Ediciones sin cuento, volúmenes sobre filatelia, el motor de explosión, la paremiología o sobre la política cultural de las autonomías regionales... Otra amiga, profesora de literatura, a quien tengo por experta en épica y métrica medieval - además de salmantina - me aseguró un día que había leído más de una novela de Javier Marías, afirmación que en su momento nos dejó sin habla. "Ah, era ella", comentó más tarde el malvado Jorge en la tertulia. Otro conocido común aseveró, sin darse importancia, haber concluido una obra de Millás. Jorge aseguró después, y los demás asentimos, que tal cosa era imposible.

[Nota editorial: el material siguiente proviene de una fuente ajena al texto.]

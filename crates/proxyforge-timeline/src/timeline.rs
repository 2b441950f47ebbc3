//! Timelines and their commit generations.

use proxyforge_core::AssetRequest;
use serde::{Deserialize, Serialize};
use std::time::Duration;
use uuid::Uuid;

use crate::clip::Clip;
use crate::layer::Layer;

/// A timeline containing layers of clips.
///
/// Edits are staged until [`Timeline::commit`] makes them observable, which
/// bumps the commit generation.
#[derive(Debug, Clone, Serialize, Deserialize)]
pub struct Timeline {
    /// Unique timeline ID
    pub id: Uuid,
    /// Timeline name
    pub name: String,
    layers: Vec<Layer>,
    /// Id of the project the timeline is bound to.
    #[serde(skip)]
    project: Option<String>,
    #[serde(skip)]
    generation: u64,
    #[serde(skip)]
    dirty: bool,
}

impl Timeline {
    /// Create an empty timeline.
    pub fn new(name: impl Into<String>) -> Self {
        Self {
            id: Uuid::new_v4(),
            name: name.into(),
            layers: Vec::new(),
            project: None,
            generation: 0,
            dirty: false,
        }
    }

    pub fn layers(&self) -> &[Layer] {
        &self.layers
    }

    /// The layer with `priority`, created if missing.
    pub fn layer_mut(&mut self, priority: u32) -> &mut Layer {
        self.dirty = true;
        let index = match self.layers.binary_search_by_key(&priority, |l| l.priority) {
            Ok(index) => index,
            Err(index) => {
                self.layers.insert(index, Layer::new(priority));
                index
            }
        };
        &mut self.layers[index]
    }

    /// Add a clip on the layer with `priority`.
    pub fn add_clip(&mut self, priority: u32, clip: Clip) -> Uuid {
        let id = clip.id;
        self.layer_mut(priority).add_clip(clip);
        id
    }

    /// Remove a clip from whichever layer holds it.
    pub fn remove_clip(&mut self, id: Uuid) -> Option<Clip> {
        let removed = self.layers.iter_mut().find_map(|l| l.remove_clip(id));
        if removed.is_some() {
            self.dirty = true;
        }
        removed
    }

    /// Find a clip by UUID across all layers.
    pub fn find_clip(&self, id: Uuid) -> Option<&Clip> {
        self.layers.iter().find_map(|l| l.find_clip(id))
    }

    /// All clips, layer by layer.
    pub fn clips(&self) -> impl Iterator<Item = &Clip> {
        self.layers.iter().flat_map(|l| l.clips().iter())
    }

    /// Assets referenced by clips, first reference first, without duplicates.
    pub fn asset_references(&self) -> Vec<AssetRequest> {
        let mut refs: Vec<AssetRequest> = Vec::new();
        for clip in self.clips() {
            if !refs.iter().any(|r| r.id == clip.asset_id()) {
                refs.push(AssetRequest::new(clip.asset_id(), clip.kind));
            }
        }
        refs
    }

    /// Rebind every clip playing `from` to `to`, on every layer.
    pub fn rebind_asset(&mut self, from: &str, to: &str) -> usize {
        let changed: usize = self
            .layers
            .iter_mut()
            .map(|l| l.rebind_asset(from, to))
            .sum();
        if changed > 0 {
            self.dirty = true;
        }
        changed
    }

    /// Publish staged edits. Returns false when there was nothing to commit.
    pub fn commit(&mut self) -> bool {
        if !self.dirty {
            return false;
        }
        self.dirty = false;
        self.generation += 1;
        true
    }

    /// Number of commits that published changes.
    pub fn generation(&self) -> u64 {
        self.generation
    }

    pub fn has_pending_changes(&self) -> bool {
        self.dirty
    }

    /// Id of the owning project.
    pub fn project(&self) -> Option<&str> {
        self.project.as_deref()
    }

    pub fn set_project(&mut self, project: Option<String>) {
        self.project = project;
    }

    /// Take name and layers from a loaded document; identity and ownership stay.
    pub fn replace_contents(&mut self, loaded: Timeline) {
        self.name = loaded.name;
        self.layers = loaded.layers;
        self.dirty = true;
    }

    /// Get the total duration of the timeline.
    pub fn duration(&self) -> Duration {
        self.layers
            .iter()
            .map(Layer::duration)
            .max()
            .unwrap_or(Duration::ZERO)
    }
}

impl Default for Timeline {
    fn default() -> Self {
        Self::new("Timeline 1")
    }
}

José Isaac, médico erudito y sin embargo ameno, me repitió una tarde los capítulos en orden de la Anatomía de la Melancolía de Burton - libro que yo había leído en la edición del Colegio de Médicos asimismo. Con Gabriel, flamante empresario de Ciudad Rodrigo pude repasar, en una tarde memorable y fría en un mesón de la sierra, la bibliografía traducida, y aún sin traducir, sobre la herejía de los bogomilos - tema éste decididamente insólito en cualquier mesón serrano. Quedó en conseguirme un raro volumen de la obra de Steven Runciman que yo no conocía - otra joya sin duda - sobre el maniqueísmo medieval, pero aún no lo debe de haber encontrado. Mi amigo Lorenzo, notable poeta él mismo, había coleccionado todos los volúmenes que en su momento editó la colección Adonais de poesía. Y lo que es peor, los había leído todos. Vanitas vanitatis, dónde han ido a parar ahora los autores de la colección Adonais - y lo que es más grave, quién encuentra ahora a un precio razonable el Don de la ebriedad del zamorano Claudio Rodríguez, que en su momento abundaba en todos los puestos... Los libros de poemas de mi amigo Lorenzo, nada desdeñables y celebrados por la crítica en su momento, sí se encuentran últimamente en las casetas, tirados de precio.

Entre los numerosos ejemplos de grafomanía que Julio Caro Baroja esgrime, figuran dos impagables . El primero es el Tractatus de Angelis del jesuita Agustín de Herrera, natural de San Esteban de Gormaz y profesor en Alcalá de Henares. La obra en varios volúmenes es, según la descripción de don Julio "abundantísimo, dividido en veinte cuestiones con varias secciones cada una. Allí se puede encontrar todo lo que a uno le apetezca sobre los ángeles, desde su creación a su espiritualidad, simplicidad e incorruptibilidad, especies, intelecto y modos de conocer y voluntad". Don Agustín, añade Caro, era de "erudición muy sólida, y su seguridad encomiable".

El otro es el del cordobés Martín de Roa, jesuita asimismo, que edita en 1624 el libro Estado de los bienaventurados en el Cielo, de los niños en el Limbo, de los condenados en el Infierno y de todo este Universo después de la resurrección y juyzio universal en veinticuatro capítulos. Entre las discusiones de la obra figura la cuestión de si existen palacios y mansiones celestiales y si los bienaventurados cantan o bailan en aquellos.

Aún no lo he encontrado en la Cuesta de Moyano, y por las trazas más bien parece pertenecer al fondo del librero Blázquez, Romo o alguno similar. Tengo que preguntar un día.